Уходящее поколение

22
18
20
22
24
26
28
30

— Почитают, — возразил Лохматов. — На словах они и Макаренко почитают. Поговори с ними, так они «в принципе» за все новое, современное, только сами пробовать его не хотят, ждут, пока им другие разжуют да в рот положат. Или зубы на нем сломают… Ты, Костя, здесь, в Москве, Леонарда Леоновича из поля своего зрения не выпускай. Потолкуй с ним, он сочинения Макаренко и Сухомлинского назубок выучил, а я ведь больше с практической стороны к ним прислонился.

— Не слушайте его, Константин Андреевич, он прибедняется. Я еще только впервые берусь за интернат, а он…

— А он уже на одном интернате обжегся, хотите вы сказать? — подхватил его реплику Федор.

— Все мы на чем-нибудь обжигались, не в этом суть… За битого двух небитых дают.

— А где вы раньше работали? — спросил Пересветов Долинова.

— Воспитателем в Нахимовском училище, в одном из южных городов. Я пединститут окончил, в училище историю преподавал. А заодно еще гимнастику.

— Вот тебе, Костя, и родная душа сыскалась! Историк и спортсмен. Ведь он когда-то заядлым футболистом был, — кивнул Федя на Пересветова.

— Ну футбол теперь даже мне не по годам, не говоря про Константина Андреевича.

— А вам сколько лет?

— В прошлом году разменял пятый десяток.

— Счастливец! — вздохнул Лохматов. — Кабы мне сорок один, я не на одном бы еще интернате обжегся. Не побоялся бы второго инфаркта.

— Федя, — сказал Константин, — я после нашего прошлого разговора думал о разновозрастных отрядах. Пожалуй, наш с тобой личный опыт в их пользу говорит. Пошел бы ты в революцию, если бы собраний нашего кружка, лежа на печке, не подслушивал? Если бы тебе Сергей «Капитал» Маркса не давал читать? Выходит, на квартире у твоей тетки Прасковьи Илларионовны у нас нечто вроде разновозрастного отряда складывалось. И в моей судьбе тот же Сережка Обозерский огромную роль сыграл, а он на три года старше меня был и несравненно начитанней. Да и с отцом я в Казани жил на хлебах в компании старшеклассников и студентов, что-то в меня от них западало.

— Не сомневаюсь, Костя, у нас с Леонардом Леоновичем в союзниках сама жизнь, она свое возьмет. И в обычной школе, не в интернате, общеученическая общественность, объединяющая школьников разных классов, — те же учкомы, — должна немалую воспитательную роль сыграть. Это неплохо, что мы с вами, — обратился он к Долинову, — не принадлежим к сонму старых шкрабов, сжившихся с рутиной, не способных взглянуть на судьбы школы со стороны. Не знаю, существует ли общественный аппарат консервативнее школы. Сдвинь-ка с места махину в сорок миллионов учащихся с тремя миллионами педагогов…

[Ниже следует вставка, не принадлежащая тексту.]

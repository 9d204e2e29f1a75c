//! Key set documents and RSA key reconstruction.
//!
//! # Purpose
//! Models the `{ "keys": [...] }` document an issuer publishes and rebuilds
//! verification keys from its base64url modulus/exponent pairs.
//!
//! # Key invariants
//! - Only `kty = "RSA"` entries are usable; other types fail with
//!   [`KeyError::UnsupportedKeyType`] once selected.
//! - `n` and `e` are unsigned big-endian integers of arbitrary width.
//! - Entries with missing members still parse so one odd key (for example an
//!   EC key without `n`/`e`) does not poison the whole set.
use crate::auth::keys::KeyError;
use base64::Engine;
use base64::engine::general_purpose::URL_SAFE_NO_PAD;
use jsonwebtoken::DecodingKey;
use rsa::traits::PublicKeyParts;
use rsa::{BigUint, RsaPublicKey};
use serde::{Deserialize, Serialize};

/// Issuers may publish keys wider than the `rsa` crate's 4096-bit default.
const MAX_MODULUS_BITS: usize = 16_384;

#[derive(Debug, Clone, Default, PartialEq, Eq, Serialize, Deserialize)]
pub struct Jwk {
    #[serde(default)]
    pub kty: String,
    #[serde(default, rename = "use", skip_serializing_if = "Option::is_none")]
    pub key_use: Option<String>,
    #[serde(default)]
    pub kid: String,
    #[serde(default)]
    pub n: String,
    #[serde(default)]
    pub e: String,
}

#[derive(Debug, Clone, Default, PartialEq, Eq, Serialize, Deserialize)]
pub struct KeySet {
    #[serde(default)]
    pub keys: Vec<Jwk>,
}

impl KeySet {
    /// Linear scan for `kid`; the first match decides.
    pub fn select(&self, kid: &str) -> Result<&Jwk, KeyError> {
        let jwk = self
            .keys
            .iter()
            .find(|key| key.kid == kid)
            .ok_or_else(|| KeyError::KeyNotFound(kid.to_string()))?;
        if jwk.kty != "RSA" {
            return Err(KeyError::UnsupportedKeyType(jwk.kty.clone()));
        }
        Ok(jwk)
    }
}

impl Jwk {
    pub fn rsa_public_key(&self) -> Result<RsaPublicKey, KeyError> {
        let n = decode_unsigned("n", &self.n)?;
        let e = decode_unsigned("e", &self.e)?;
        RsaPublicKey::new_with_max_size(n, e, MAX_MODULUS_BITS)
            .map_err(|err| KeyError::KeyMaterialInvalid(err.to_string()))
    }

    pub fn decoding_key(&self) -> Result<DecodingKey, KeyError> {
        let public_key = self.rsa_public_key()?;
        Ok(DecodingKey::from_rsa_raw_components(
            &public_key.n().to_bytes_be(),
            &public_key.e().to_bytes_be(),
        ))
    }

    /// Build an RSA entry from an existing public key.
    pub fn from_rsa(kid: impl Into<String>, key: &RsaPublicKey) -> Self {
        Self {
            kty: "RSA".to_string(),
            key_use: Some("sig".to_string()),
            kid: kid.into(),
            n: URL_SAFE_NO_PAD.encode(key.n().to_bytes_be()),
            e: URL_SAFE_NO_PAD.encode(key.e().to_bytes_be()),
        }
    }
}

fn decode_unsigned(component: &str, encoded: &str) -> Result<BigUint, KeyError> {
    // Some issuers pad their base64url output; the value itself is unpadded.
    let trimmed = encoded.trim_end_matches('=');
    if trimmed.is_empty() {
        return Err(KeyError::KeyMaterialInvalid(format!("empty {component}")));
    }
    let bytes = URL_SAFE_NO_PAD
        .decode(trimmed)
        .map_err(|err| KeyError::KeyMaterialInvalid(format!("{component}: {err}")))?;
    Ok(BigUint::from_bytes_be(&bytes))
}
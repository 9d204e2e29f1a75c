//! Query endpoint handler.
//!
//! # Purpose
//! Runs the two-phase pipeline for a parsed query: the whole selection tree is
//! authorized first, and only an allowed request reaches the executor.
//!
//! # Security considerations
//! - Requests routed without the auth middleware carry no context and are
//!   rejected as unauthenticated.
//! - Rejections use generic messages; the denied field is only logged.
use crate::api::error::{ApiError, api_internal, api_rejection};
use crate::api::types::{QueryRequest, QueryResponse};
use crate::app::AppState;
use axum::extract::State;
use axum::{Extension, Json};
use koda_authz::{AuthContext, authorize};

pub async fn execute_query(
    State(state): State<AppState>,
    context: Option<Extension<AuthContext>>,
    Json(request): Json<QueryRequest>,
) -> Result<Json<QueryResponse>, ApiError> {
    let context = context.map(|Extension(context)| context);

    let decision = authorize(context.as_ref(), &request.selection);
    metrics::counter!("koda_authz_decisions_total", "decision" => decision.as_str()).increment(1);
    if let Some(rejection) = decision.rejection() {
        return Err(api_rejection(rejection));
    }

    let context = context.unwrap_or_default();
    let data = state
        .executor
        .execute(&context, &request)
        .await
        .map_err(|err| api_internal("query execution failed", &err))?;
    tracing::debug!(
        operation = request.operation_name.as_deref().unwrap_or("anonymous"),
        role = %context.role,
        "query executed"
    );
    Ok(Json(QueryResponse { data }))
}
//! Observability wiring for the orchestrator service.
//!
//! # Purpose
//! Initializes tracing and the Prometheus metrics endpoint.
//!
//! # Notes
//! Initialization is guarded by `OnceLock` to keep startup idempotent in tests.
use anyhow::Context;
use metrics_exporter_prometheus::PrometheusBuilder;
use metrics_exporter_prometheus::PrometheusHandle;
use std::future::Future;
use std::net::SocketAddr;
use std::sync::{Mutex, OnceLock};
use tracing_subscriber::EnvFilter;
use tracing_subscriber::layer::SubscriberExt;
use tracing_subscriber::util::SubscriberInitExt;

static METRICS_HANDLE: OnceLock<PrometheusHandle> = OnceLock::new();
static METRICS_INSTALL: Mutex<()> = Mutex::new(());
static OBS_INIT: OnceLock<()> = OnceLock::new();

pub fn init_observability(service_name: &str) -> anyhow::Result<PrometheusHandle> {
    OBS_INIT.get_or_init(|| {
        let filter = EnvFilter::try_from_default_env().unwrap_or_else(|_| EnvFilter::new("info"));
        let _ = tracing_subscriber::registry()
            .with(filter)
            .with(tracing_subscriber::fmt::layer())
            .try_init();
    });
    let handle = install_metrics_recorder()?;
    tracing::debug!(service = service_name, "observability initialized");
    Ok(handle)
}

pub async fn serve_metrics(handle: PrometheusHandle, addr: SocketAddr) -> std::io::Result<()> {
    serve_metrics_with_shutdown(handle, addr, std::future::pending()).await
}

async fn serve_metrics_with_shutdown<F>(
    handle: PrometheusHandle,
    addr: SocketAddr,
    shutdown: F,
) -> std::io::Result<()>
where
    F: Future<Output = ()> + Send + 'static,
{
    let listener = tokio::net::TcpListener::bind(addr).await?;
    serve_metrics_with_listener(handle, listener, shutdown).await
}

async fn serve_metrics_with_listener<F>(
    handle: PrometheusHandle,
    listener: tokio::net::TcpListener,
    shutdown: F,
) -> std::io::Result<()>
where
    F: Future<Output = ()> + Send + 'static,
{
    let app = axum::Router::new().route(
        "/metrics",
        axum::routing::get(move || async move { handle.render() }),
    );
    axum::serve(listener, app.into_make_service())
        .with_graceful_shutdown(shutdown)
        .await
}

fn install_metrics_recorder() -> anyhow::Result<PrometheusHandle> {
    let _guard = METRICS_INSTALL
        .lock()
        .unwrap_or_else(|poisoned| poisoned.into_inner());
    if let Some(handle) = METRICS_HANDLE.get() {
        return Ok(handle.clone());
    }
    let handle = PrometheusBuilder::new()
        .install_recorder()
        .context("install metrics recorder")?;
    let _ = METRICS_HANDLE.set(handle.clone());
    Ok(handle)
}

— Двигать школу партия будет руками молодежи, пришедшей из педвузов. Я приглядываю себе таких, пусть не очень опытных для начала, лишь бы не косных и, главное, не равнодушных к делу…

В министерстве просвещения шло одно из педагогических совещаний с представителями местных органов образования. Лохматову по его просьбе разрешили выступить и поделиться своим опытом работы в интернате.

— Слушали не без интереса, — рассказывал он Косте. — Но придрались к формулировке и приписали мне, будто я Макаренко противопоставляю Сухомлинскому. А что я сказал? Что цель у них в принципе одна, а методика, сказал я, в принципе разная. Вот это второе «в принципе» меня и подкузьмило. Кто-то заявил, что «только враги советской педагогики могут противопоставлять Макаренко Сухомлинскому». Это называется меня поняли! Во враги записали. Я потребовал, конечно, слова, объяснил, что хотел сказать, но вопрос о разновозрастных отрядах, о чем единственно по поводу моего сообщения стоило толковать, был уже скомкан. В общем, получился у меня в Москве первый блин комом.

— Но ты подчеркнул, что оба подхода вполне совместимы?

— Конечно, одно другое дополняет. Говорил, что оба метода воспитательной работы в советской школе мы проводим и будем проводить.

— Ну какой же ты враг советской педагогике? Тебя просто не поняли. Скажем, на лекции или на консультации профессор лично контактирует со студентами, а на семинаре руководит их коллективной учебной деятельностью. Зови эту разницу методически принципиальной или не зови, дела не меняет, одно с другим прекрасно сосуществует. Так что никакой ты ереси, по-моему, не высказал.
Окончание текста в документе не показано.